**Exercise aim:**
Output the entire listing below exactly as it stands.

**Supplied data:**
// Copyright (c) James Kassemi, SC, US. All rights reserved.

//! Identity Resolver: a stable per-participant id carried in a cookie, and a
//! best-effort origin address used only for first-time team assignment.

use core_types::Identity;
use hyper::{HeaderMap, header::COOKIE};
use uuid::Uuid;

pub const IDENTITY_COOKIE: &str = "cid";
pub const IDENTITY_MAX_AGE_SECS: u64 = 60 * 60 * 24 * 365;
pub const LOOPBACK_ADDRESS: &str = "127.0.0.1";
const MAX_IDENTITY_LEN: usize = 128;

#[derive(Clone, Debug, PartialEq, Eq)]
pub struct ResolvedIdentity {
    pub identity: Identity,
    /// The id was created for this request and must be handed back.
    pub minted: bool,
}

impl ResolvedIdentity {
    /// `Set-Cookie` value persisting a freshly minted id.
    pub fn set_cookie(&self, secure: bool) -> Option<String> {
        self.minted.then(|| {
            set_cookie(
                IDENTITY_COOKIE,
                self.identity.as_str(),
                IDENTITY_MAX_AGE_SECS,
                secure,
            )
        })
    }
}

/// Returns the presented id unchanged or mints a new one. Never touches any
/// store.
pub fn resolve(headers: &HeaderMap) -> ResolvedIdentity {
    match cookie_value(headers, IDENTITY_COOKIE).filter(|value| is_well_formed(value)) {
        Some(existing) => ResolvedIdentity {
            identity: Identity::new(existing),
            minted: false,
        },
        None => ResolvedIdentity {
            identity: Identity::new(Uuid::new_v4().to_string()),
            minted: true,
        },
    }
}

fn is_well_formed(value: &str) -> bool {
    !value.is_empty()
        && value.len() <= MAX_IDENTITY_LEN
        && value
            .bytes()
            .all(|b| b.is_ascii_alphanumeric() || b == b'-' || b == b'_')
}

/// First forwarded-for hop, then the direct-peer header, then loopback.
pub fn origin_address(headers: &HeaderMap) -> String {
    if let Some(forwarded) = header_str(headers, "x-forwarded-for") {
        let first = forwarded.split(',').next().unwrap_or_default().trim();
        return if first.is_empty() {
            LOOPBACK_ADDRESS.to_string()
        } else {
            first.to_string()
        };
    }
    match header_str(headers, "x-real-ip") {
        Some(real_ip) if !real_ip.trim().is_empty() => real_ip.trim().to_string(),
        _ => LOOPBACK_ADDRESS.to_string(),
    }
}

fn header_str<'a>(headers: &'a HeaderMap, name: &str) -> Option<&'a str> {
    headers.get(name).and_then(|value| value.to_str().ok())
}

/// Value of cookie `name` across every `Cookie` header.
pub fn cookie_value<'a>(headers: &'a HeaderMap, name: &str) -> Option<&'a str> {
    headers
        .get_all(COOKIE)
        .iter()
        .filter_map(|value| value.to_str().ok())
        .flat_map(|raw| raw.split(';'))
        .filter_map(|pair| pair.trim().split_once('='))
        .find(|(key, _)| *key == name)
        .map(|(_, value)| value.trim())
}

pub fn set_cookie(name: &str, value: &str, max_age_secs: u64, secure: bool) -> String {
    let mut cookie =
        format!("{name}={value}; Max-Age={max_age_secs}; Path=/; HttpOnly; SameSite=Lax");
    if secure {
        cookie.push_str("; Secure");
    }
    cookie
}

**Written solution:**
// Copyright (c) James Kassemi, SC, US. All rights reserved.

//! Identity Resolver: a stable per-participant id carried in a cookie, and a
//! best-effort origin address used only for first-time team assignment.

use core_types::Identity;
use hyper::{HeaderMap, header::COOKIE};
use uuid::Uuid;

pub const IDENTITY_COOKIE: &str = "cid";
pub const IDENTITY_MAX_AGE_SECS: u64 = 60 * 60 * 24 * 365;
pub const LOOPBACK_ADDRESS: &str = "127.0.0.1";
const MAX_IDENTITY_LEN: usize = 128;

#[derive(Clone, Debug, PartialEq, Eq)]
pub struct ResolvedIdentity {
    pub identity: Identity,
    /// The id was created for this request and must be handed back.
    pub minted: bool,
}

impl ResolvedIdentity {
    /// `Set-Cookie` value persisting a freshly minted id.
    pub fn set_cookie(&self, secure: bool) -> Option<String> {
        self.minted.then(|| {
            set_cookie(
                IDENTITY_COOKIE,
                self.identity.as_str(),
                IDENTITY_MAX_AGE_SECS,
                secure,
            )
        })
    }
}

/// Returns the presented id unchanged or mints a new one. Never touches any
/// store.
pub fn resolve(headers: &HeaderMap) -> ResolvedIdentity {
    match cookie_value(headers, IDENTITY_COOKIE).filter(|value| is_well_formed(value)) {
        Some(existing) => ResolvedIdentity {
            identity: Identity::new(existing),
            minted: false,
        },
        None => ResolvedIdentity {
            identity: Identity::new(Uuid::new_v4().to_string()),
            minted: true,
        },
    }
}

fn is_well_formed(value: &str) -> bool {
    !value.is_empty()
        && value.len() <= MAX_IDENTITY_LEN
        && value
            .bytes()
            .all(|b| b.is_ascii_alphanumeric() || b == b'-' || b == b'_')
}

/// First forwarded-for hop, then the direct-peer header, then loopback.
pub fn origin_address(headers: &HeaderMap) -> String {
    if let Some(forwarded) = header_str(headers, "x-forwarded-for") {
        let first = forwarded.split(',').next().unwrap_or_default().trim();
        return if first.is_empty() {
            LOOPBACK_ADDRESS.to_string()
        } else {
            first.to_string()
        };
    }
    match header_str(headers, "x-real-ip") {
        Some(real_ip) if !real_ip.trim().is_empty() => real_ip.trim().to_string(),
        _ => LOOPBACK_ADDRESS.to_string(),
    }
}

fn header_str<'a>(headers: &'a HeaderMap, name: &str) -> Option<&'a str> {
    headers.get(name).and_then(|value| value.to_str().ok())
}

/// Value of cookie `name` across every `Cookie` header.
pub fn cookie_value<'a>(headers: &'a HeaderMap, name: &str) -> Option<&'a str> {
    headers
        .get_all(COOKIE)
        .iter()
        .filter_map(|value| value.to_str().ok())
        .flat_map(|raw| raw.split(';'))
        .filter_map(|pair| pair.trim().split_once('='))
        .find(|(key, _)| *key == name)
        .map(|(_, value)| value.trim())
}

pub fn set_cookie(name: &str, value: &str, max_age_secs: u64, secure: bool) -> String {
    let mut cookie =
        format!("{name}={value}; Max-Age={max_age_secs}; Path=/; HttpOnly; SameSite=Lax");
    if secure {
        cookie.push_str("; Secure");
    }
    cookie
}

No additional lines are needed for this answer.